Si tratta di un provvedimento innovativo che apre nuovi scenari in materia di regolamentazione degli impianti di videosorveglianza.

Nel caso esaminato il Comune aveva installato alcuni controllori automatici del rosso semaforico – regolarmente approvati dal Ministero dei trasporti – senza posizionare le informazioni sulla protezione dei dati e senza effettuare alcuna valutazione d’impatto privacy.

Il Garante, pronunciatosi su reclamo presentato da alcuni trasgressori, ha irrogato un’importante sanzione a carico del Comune in questione, rilevando la carenza di alcuni necessari adempimenti privacy, tra i quali la valutazione preliminare d’impatto. 

Con particolare riferimento alla contestazione della mancata effettuazione della DPIA, il Comune, a sostegno della legittimità del proprio operato, afferma che, a proprio parere, non fosse necessario redigere una preventiva valutazione d’impatto privacy, in quanto:

A. il sistema di videoripresa non svolge alcuna valutazione sistematica e globale di aspetti personali relativi a persone fisiche considerato che la registrazione (peraltro di immagini statiche) avviene soltanto se si presentano contemporaneamente la luce rossa semaforica e l’infrazione; le immagini poi non consentono di identificare le persone fisiche ivi presenti in quanto oscurate, ragion per cui non si è neppure difronte ad un’attività di profilazione.

B. il trattamento non riguarda alcuna delle tipologie di dati previste dagli artt. 9, par. 1 e 10 del GDPR (c.d. dati particolari e giudiziari).

C. il sistema non realizza la sorveglianza sistematica su larga scala di una zona accessibile al pubblico, in quanto entra in funzione solo per intervalli di tempo molto brevi, oltre al fatto che stante l’oscuramento dei soggetti si esclude che si tratti di videosorveglianza sistematica.

Di segno diametralmente opposto il parere dell’Autorità Garante.

Secondo il Garante, infatti, l’utilizzo degli impianti di videosorveglianza non può prescindere da una preventiva valutazione d’impatto sui diritti e le libertà fondamentali.

In caso di rischi elevati per gli interessati, argomenta il Garante, derivanti dall’utilizzo delle nuove tecnologie e sempre presenti laddove sia effettuata una sorveglianza sistematica su larga scala di una zona accessibile al pubblico, il Titolare del trattamento deve sempre effettuare una valutazione d’impatto privacy al fine di adottare le misure adeguate ad affrontare tali rischi, consultando preventivamente il Garante ove ne ricorrano i presupposti.

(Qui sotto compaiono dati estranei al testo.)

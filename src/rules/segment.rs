//! Segment definitions and the argument binding builder.
//!
//! One segment definition is emitted per clean-URL path component: the
//! controller segment, the action segment, and one per declared action
//! argument. Argument segments carry the parameters the execution-time
//! value translator is invoked with.

use serde::{Deserialize, Serialize};

use crate::annotation::parser::{RedirectRule, RoutingDirective};
use crate::annotation::policy::{no_match_rule, redirect_rule};
use crate::registry::snapshot::ParameterDescriptor;
use crate::schema::{SchemaCache, SchemaLoader};

/// Handler id of the external execution-time value translator that consumes
/// argument segment parameters at request time.
pub const SEGMENT_VALUE_TRANSLATOR: &str = "SegmentValueProcessor::translateSegmentValue";

/// How an incoming segment value is converted to an argument value.
///
/// Selection matches declared type names exactly; the reserved list is
/// closed. Any other identifier is treated as an entity reference.
#[derive(Debug, Clone, Copy, PartialEq, Eq, Serialize, Deserialize)]
#[serde(rename_all = "lowercase")]
pub enum ConversionMethod {
    /// No declared type; the value is passed through by position.
    None,
    /// `DateTime`: the value is parsed as a date.
    Date,
    /// `float`, `integer`, `string`: scalar passthrough.
    Scalar,
    /// Any other type name: resolved as a structured entity by identifier.
    Entity,
}

/// One segment definition in the emitted rule table.
#[derive(Debug, Clone, PartialEq, Serialize, Deserialize)]
pub struct SegmentDefinition {
    /// GET variable the segment value binds to, e.g. `tx_news_pi1[action]`.
    #[serde(rename = "GETvar")]
    pub get_var: String,

    /// Fallback rule when the segment value cannot be matched.
    #[serde(rename = "noMatch", skip_serializing_if = "Option::is_none")]
    pub no_match: Option<String>,

    /// Execution-time translator invoked for argument segments.
    #[serde(rename = "userFunc", skip_serializing_if = "Option::is_none")]
    pub user_func: Option<String>,

    /// Parameters passed to the translator.
    #[serde(skip_serializing_if = "Option::is_none")]
    pub parameters: Option<SegmentParameters>,

    /// Set when the argument declares a default value.
    #[serde(skip_serializing_if = "Option::is_none")]
    pub optional: Option<bool>,
}

/// Parameter bag for the execution-time value translator.
#[derive(Debug, Clone, PartialEq, Serialize, Deserialize)]
pub struct SegmentParameters {
    #[serde(rename = "conversionMethod")]
    pub conversion_method: ConversionMethod,

    /// Declared type name as written in the action signature.
    #[serde(rename = "className")]
    pub class_name: String,

    /// Entity table name (entity conversion only).
    #[serde(rename = "tableName", skip_serializing_if = "Option::is_none")]
    pub table_name: Option<String>,

    /// Label field of the entity table, when the schema provides one.
    #[serde(rename = "labelField", skip_serializing_if = "Option::is_none")]
    pub label_field: Option<String>,

    #[serde(rename = "noMatch", skip_serializing_if = "Option::is_none")]
    pub no_match: Option<String>,

    #[serde(skip_serializing_if = "Option::is_none")]
    pub redirect: Option<RedirectRule>,

    #[serde(skip_serializing_if = "Option::is_none")]
    pub optional: Option<bool>,
}

/// Segment binding the controller name, with the class-level noMatch rule.
pub fn controller_segment(
    url_prefix: &str,
    class_directives: &[RoutingDirective],
) -> SegmentDefinition {
    SegmentDefinition {
        get_var: format!("{url_prefix}[controller]"),
        no_match: no_match_rule(class_directives, None),
        user_func: None,
        parameters: None,
        optional: None,
    }
}

/// Segment binding the action name, with the method-level noMatch rule.
pub fn action_segment(
    url_prefix: &str,
    method_directives: &[RoutingDirective],
) -> SegmentDefinition {
    SegmentDefinition {
        get_var: format!("{url_prefix}[action]"),
        no_match: no_match_rule(method_directives, None),
        user_func: None,
        parameters: None,
        optional: None,
    }
}

/// Build the segment definition for one declared action argument.
///
/// The conversion strategy follows the declared type name; entity types
/// additionally resolve their table's label field through the schema cache.
/// noMatch/redirect rules are taken from the method's directives scoped to
/// the argument name.
pub fn argument_segment<L: SchemaLoader>(
    parameter: &ParameterDescriptor,
    method_directives: &[RoutingDirective],
    url_prefix: &str,
    extension: &str,
    schema: &mut SchemaCache<L>,
) -> SegmentDefinition {
    let mut table_name = None;
    let mut label_field = None;
    let conversion_method = match parameter.type_name.as_str() {
        "" => ConversionMethod::None,
        "DateTime" => ConversionMethod::Date,
        "float" | "integer" | "string" => ConversionMethod::Scalar,
        other => {
            let table = other.to_lowercase();
            label_field = schema.label_field(extension, &table);
            table_name = Some(table);
            ConversionMethod::Entity
        }
    };

    let no_match = no_match_rule(method_directives, Some(&parameter.name));
    let redirect = redirect_rule(method_directives, Some(&parameter.name));
    let optional = parameter.has_default.then_some(true);

    SegmentDefinition {
        get_var: format!("{url_prefix}[{}]", parameter.name),
        no_match: no_match.clone(),
        user_func: Some(SEGMENT_VALUE_TRANSLATOR.to_string()),
        parameters: Some(SegmentParameters {
            conversion_method,
            class_name: parameter.type_name.clone(),
            table_name,
            label_field,
            no_match,
            redirect,
            optional,
        }),
        optional,
    }
}

#[cfg(test)]
mod tests {
    use super::*;
    use crate::annotation::parser::parse_doc_comment;

    struct StaticLoader(Option<&'static str>);

    impl SchemaLoader for StaticLoader {
        fn load_table_schema(&self, _extension: &str, _table: &str) -> Option<String> {
            self.0.map(str::to_string)
        }
    }

    fn cache(label: Option<&'static str>) -> SchemaCache<StaticLoader> {
        SchemaCache::new(StaticLoader(label))
    }

    fn parameter(name: &str, type_name: &str, has_default: bool) -> ParameterDescriptor {
        ParameterDescriptor {
            name: name.to_string(),
            type_name: type_name.to_string(),
            has_default,
        }
    }

    #[test]
    fn test_controller_segment_shape() {
        let directives = parse_doc_comment("@route NoMatch(bypass)");
        let segment = controller_segment("tx_news_pi1", &directives);
        assert_eq!(segment.get_var, "tx_news_pi1[controller]");
        assert_eq!(segment.no_match.as_deref(), Some("bypass"));
        assert!(segment.parameters.is_none());
    }

    #[test]
    fn test_untyped_argument_has_no_conversion() {
        let segment = argument_segment(
            &parameter("raw", "", false),
            &[],
            "tx_x",
            "X",
            &mut cache(None),
        );
        let params = segment.parameters.unwrap();
        assert_eq!(params.conversion_method, ConversionMethod::None);
        assert_eq!(params.class_name, "");
        assert!(params.table_name.is_none());
    }

    #[test]
    fn test_datetime_argument_converts_as_date() {
        let segment = argument_segment(
            &parameter("dateFrom", "DateTime", true),
            &[],
            "tx_news_pi1",
            "News",
            &mut cache(None),
        );
        assert_eq!(segment.get_var, "tx_news_pi1[dateFrom]");
        assert_eq!(segment.optional, Some(true));
        let params = segment.parameters.unwrap();
        assert_eq!(params.conversion_method, ConversionMethod::Date);
        assert_eq!(params.optional, Some(true));
    }

    #[test]
    fn test_scalar_types_pass_through() {
        for type_name in ["float", "integer", "string"] {
            let segment = argument_segment(
                &parameter("value", type_name, false),
                &[],
                "tx_x",
                "X",
                &mut cache(None),
            );
            let params = segment.parameters.unwrap();
            assert_eq!(params.conversion_method, ConversionMethod::Scalar);
            assert!(params.table_name.is_none());
            assert!(params.optional.is_none());
        }
    }

    #[test]
    fn test_reserved_names_are_case_sensitive() {
        // "datetime" is not the reserved "DateTime" and resolves as entity.
        let segment = argument_segment(
            &parameter("when", "datetime", false),
            &[],
            "tx_x",
            "X",
            &mut cache(None),
        );
        let params = segment.parameters.unwrap();
        assert_eq!(params.conversion_method, ConversionMethod::Entity);
        assert_eq!(params.table_name.as_deref(), Some("datetime"));
    }

    #[test]
    fn test_entity_argument_resolves_label_field() {
        let segment = argument_segment(
            &parameter("newsItem", "Tx_News_Domain_Model_News", false),
            &[],
            "tx_news_pi1",
            "News",
            &mut cache(Some("title")),
        );
        let params = segment.parameters.unwrap();
        assert_eq!(params.conversion_method, ConversionMethod::Entity);
        assert_eq!(
            params.table_name.as_deref(),
            Some("tx_news_domain_model_news")
        );
        assert_eq!(params.label_field.as_deref(), Some("title"));
        assert_eq!(
            segment.user_func.as_deref(),
            Some(SEGMENT_VALUE_TRANSLATOR)
        );
    }

    #[test]
    fn test_missing_schema_leaves_label_unset() {
        let segment = argument_segment(
            &parameter("item", "SomeModel", false),
            &[],
            "tx_x",
            "X",
            &mut cache(None),
        );
        let params = segment.parameters.unwrap();
        assert_eq!(params.table_name.as_deref(), Some("somemodel"));
        assert!(params.label_field.is_none());
    }

    #[test]
    fn test_argument_scoped_rules_attach() {
        let directives =
            parse_doc_comment("@route $item NoMatch(bypass)\n@route $item Redirect('/x', 301)");
        let segment = argument_segment(
            &parameter("item", "string", false),
            &directives,
            "tx_x",
            "X",
            &mut cache(None),
        );
        assert_eq!(segment.no_match.as_deref(), Some("bypass"));
        let params = segment.parameters.unwrap();
        assert_eq!(params.no_match.as_deref(), Some("bypass"));
        assert_eq!(params.redirect.unwrap().target, "/x");
    }

    #[test]
    fn test_serialized_field_names() {
        let segment = argument_segment(
            &parameter("dateFrom", "DateTime", true),
            &[],
            "tx_news_pi1",
            "News",
            &mut cache(None),
        );
        let json = serde_json::to_value(&segment).unwrap();
        assert_eq!(json["GETvar"], "tx_news_pi1[dateFrom]");
        assert_eq!(json["parameters"]["conversionMethod"], "date");
        assert_eq!(json["parameters"]["className"], "DateTime");
        assert_eq!(json["optional"], true);
        assert!(json.get("noMatch").is_none());
    }
}
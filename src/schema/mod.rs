//! Table schema lookup for entity-typed arguments.
//!
//! # Responsibilities
//! - Resolve the label field of an entity table from its owning extension's
//!   schema definition file
//! - Cache lookups by table name so a schema file is loaded at most once
//!   per derivation pass
//!
//! # Design Decisions
//! - Loading is behind a trait so the schema-definition format is pluggable
//! - Missing or unreadable schemas resolve to "no label field", never errors
//! - The cache also stores negative results; repeated misses stay cheap

use std::collections::HashMap;
use std::path::PathBuf;

/// Source of table schema information.
pub trait SchemaLoader {
    /// Return the label field configured for `table` in the schema of
    /// `extension`, if any.
    fn load_table_schema(&self, extension: &str, table: &str) -> Option<String>;
}

/// Loads table schemas from per-extension `tables.toml` files under a root
/// directory. The extension directory name is the lowercase-underscored form
/// of the extension name (`MyExt` → `my_ext`), matching how extensions are
/// laid out on disk.
///
/// File format, one table per top-level key:
/// ```toml
/// [tx_news_domain_model_news]
/// label = "title"
/// ```
#[derive(Debug, Clone)]
pub struct FileSchemaLoader {
    root: PathBuf,
}

impl FileSchemaLoader {
    pub fn new(root: impl Into<PathBuf>) -> Self {
        Self { root: root.into() }
    }
}

impl SchemaLoader for FileSchemaLoader {
    fn load_table_schema(&self, extension: &str, table: &str) -> Option<String> {
        let path = self
            .root
            .join(lowercase_underscored(extension))
            .join("tables.toml");
        let content = match std::fs::read_to_string(&path) {
            Ok(content) => content,
            Err(error) => {
                tracing::debug!(path = %path.display(), %error, "No schema file for extension");
                return None;
            }
        };
        let document: toml::Table = match content.parse() {
            Ok(document) => document,
            Err(error) => {
                tracing::warn!(path = %path.display(), %error, "Unparsable schema file");
                return None;
            }
        };
        document
            .get(table)?
            .get("label")?
            .as_str()
            .map(str::to_string)
    }
}

/// Memoizes label-field lookups by table name for one derivation pass.
///
/// Shared state is scoped to the pass that owns it; concurrent derivations
/// would each carry their own cache.
pub struct SchemaCache<L> {
    loader: L,
    labels: HashMap<String, Option<String>>,
}

impl<L: SchemaLoader> SchemaCache<L> {
    pub fn new(loader: L) -> Self {
        Self {
            loader,
            labels: HashMap::new(),
        }
    }

    /// Resolve the label field for `table`, loading through the schema
    /// loader on the first request for that table name.
    pub fn label_field(&mut self, extension: &str, table: &str) -> Option<String> {
        if let Some(cached) = self.labels.get(table) {
            return cached.clone();
        }
        let label = self.loader.load_table_schema(extension, table);
        self.labels.insert(table.to_string(), label.clone());
        label
    }
}

/// Convert a camel-cased extension name to its lowercase-underscored on-disk
/// form: `MyExt` → `my_ext`, `News` → `news`.
pub fn lowercase_underscored(name: &str) -> String {
    let mut result = String::with_capacity(name.len() + 4);
    for (index, character) in name.chars().enumerate() {
        if character.is_ascii_uppercase() && index > 0 {
            result.push('_');
        }
        result.extend(character.to_lowercase());
    }
    result
}

#[cfg(test)]
mod tests {
    use super::*;
    use std::cell::RefCell;
    use std::io::Write;

    struct CountingLoader {
        calls: RefCell<u32>,
        label: Option<String>,
    }

    impl SchemaLoader for CountingLoader {
        fn load_table_schema(&self, _extension: &str, _table: &str) -> Option<String> {
            *self.calls.borrow_mut() += 1;
            self.label.clone()
        }
    }

    #[test]
    fn test_cache_loads_once_per_table() {
        let loader = CountingLoader {
            calls: RefCell::new(0),
            label: Some("title".to_string()),
        };
        let mut cache = SchemaCache::new(loader);
        assert_eq!(
            cache.label_field("News", "tx_news_domain_model_news"),
            Some("title".to_string())
        );
        assert_eq!(
            cache.label_field("News", "tx_news_domain_model_news"),
            Some("title".to_string())
        );
        assert_eq!(*cache.loader.calls.borrow(), 1);
    }

    #[test]
    fn test_cache_stores_negative_results() {
        let loader = CountingLoader {
            calls: RefCell::new(0),
            label: None,
        };
        let mut cache = SchemaCache::new(loader);
        assert_eq!(cache.label_field("News", "missing"), None);
        assert_eq!(cache.label_field("News", "missing"), None);
        assert_eq!(*cache.loader.calls.borrow(), 1);
    }

    #[test]
    fn test_file_loader_reads_label() {
        let dir = tempfile::tempdir().unwrap();
        let ext_dir = dir.path().join("my_ext");
        std::fs::create_dir(&ext_dir).unwrap();
        let mut file = std::fs::File::create(ext_dir.join("tables.toml")).unwrap();
        writeln!(file, "[tx_myext_domain_model_item]\nlabel = \"name\"").unwrap();

        let loader = FileSchemaLoader::new(dir.path());
        assert_eq!(
            loader.load_table_schema("MyExt", "tx_myext_domain_model_item"),
            Some("name".to_string())
        );
        assert_eq!(loader.load_table_schema("MyExt", "unknown_table"), None);
        assert_eq!(loader.load_table_schema("OtherExt", "whatever"), None);
    }

    #[test]
    fn test_unparsable_schema_file_resolves_to_none() {
        let dir = tempfile::tempdir().unwrap();
        let ext_dir = dir.path().join("broken");
        std::fs::create_dir(&ext_dir).unwrap();
        std::fs::write(ext_dir.join("tables.toml"), "not [valid toml").unwrap();

        let loader = FileSchemaLoader::new(dir.path());
        assert_eq!(loader.load_table_schema("Broken", "any"), None);
    }

    #[test]
    fn test_lowercase_underscored() {
        assert_eq!(lowercase_underscored("News"), "news");
        assert_eq!(lowercase_underscored("MyExt"), "my_ext");
        assert_eq!(lowercase_underscored("already_lower"), "already_lower");
    }
}
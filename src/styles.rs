//! Static catalogs: news categories and image style presets.

/// News categories offered on the home screen.
pub const NEWS_CATEGORIES: [&str; 6] = [
    "Brasil",
    "Mundo",
    "Política",
    "Esportes",
    "Tecnologia",
    "Economia",
];

/// A visual style preset for image generation. The prompt fragment is
/// appended to every image request of a story.
#[derive(Debug, Clone, Copy, PartialEq, Eq)]
pub struct ImageStyle {
    pub id: &'static str,
    pub label: &'static str,
    pub emoji: &'static str,
    pub prompt: &'static str,
}

pub const IMAGE_STYLES: [ImageStyle; 6] = [
    ImageStyle {
        id: "default",
        label: "Vetorial Padrão",
        emoji: "🔷",
        prompt: "o estilo deve ser vetorial, moderno, com cores extremamente vibrantes, contornos nítidos e um alto nível de detalhe. A estética deve ser limpa e gráfica.",
    },
    ImageStyle {
        id: "cartoon",
        label: "Cartoon 2D",
        emoji: "🎬",
        prompt: "o estilo deve ser cartoon 2D vibrante, com linhas de contorno definidas, cores planas e saturadas, e personagens expressivos, lembrando animações modernas de TV.",
    },
    ImageStyle {
        id: "3d",
        label: "3D Pixar",
        emoji: "🧸",
        prompt: "o estilo deve ser renderização 3D estilizada (tipo Pixar/Disney), com iluminação suave, texturas fofas (soft shading), formas arredondadas e cores agradáveis.",
    },
    ImageStyle {
        id: "watercolor",
        label: "Aquarela",
        emoji: "🖌️",
        prompt: "o estilo deve ser aquarela artística, com pinceladas suaves, transições de cor fluidas, bordas levemente desfocadas e uma estética delicada e orgânica.",
    },
    ImageStyle {
        id: "neon",
        label: "Neon Cyberpunk",
        emoji: "🌃",
        prompt: "o estilo deve ser cyberpunk neon, com cores vibrantes (rosa, ciano, roxo), iluminação neon intensa, alto contraste, atmosfera futurista e urbana noturna.",
    },
    ImageStyle {
        id: "minimalist",
        label: "Minimalista",
        emoji: "⚪",
        prompt: "o estilo deve ser minimalista e clean, com formas geométricas simples, paleta de cores limitada (2-3 cores), muito espaço negativo e design ultra-simplificado.",
    },
];

/// Look up a style preset by its id.
pub fn style_by_id(id: &str) -> Option<&'static ImageStyle> {
    IMAGE_STYLES.iter().find(|s| s.id == id)
}

#[cfg(test)]
mod tests {
    use super::*;

    #[test]
    fn style_lookup() {
        assert_eq!(style_by_id("neon").map(|s| s.label), Some("Neon Cyberpunk"));
        assert!(style_by_id("vaporwave").is_none());
    }
}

Il Comune, dunque, era inequivocabilmente soggetto all’obbligo di cui all’art. 35, par. 3, lett. c) del GDPR (di redazione della valutazione d’impatto), posto che l’articolo citato prevede espressamente che tale documento venga predisposto, tra le altre ipotesi, ogni qualvolta si tratti di “sorveglianza sistematica su larga scala di zona accessibile al pubblico (come appunto avviene nel caso della videosorveglianza urbana, che consente la raccolta di numerosissimi dati inerenti alla circolazione di veicoli e persone).

Si evidenzia, peraltro, che la normativa di cui sopra obbliga i Titolari del trattamento a svolgere la valutazione di impatto PRIMA di dare inizio a qualsiasi trattamento.

Alla luce delle suddette considerazioni, non avendo dato corso ad uno degli adempimenti privacy fondamentali per il corretto utilizzo delle videocamere (ossia la redazione della necessaria valutazione d’impatto in data anteriore alla messa in funzione degli strumenti di rilevazione) il Garante ha ritenuto di dover sanzionare il Comune per aver agito in violazione dell’art. 35 del GDPR.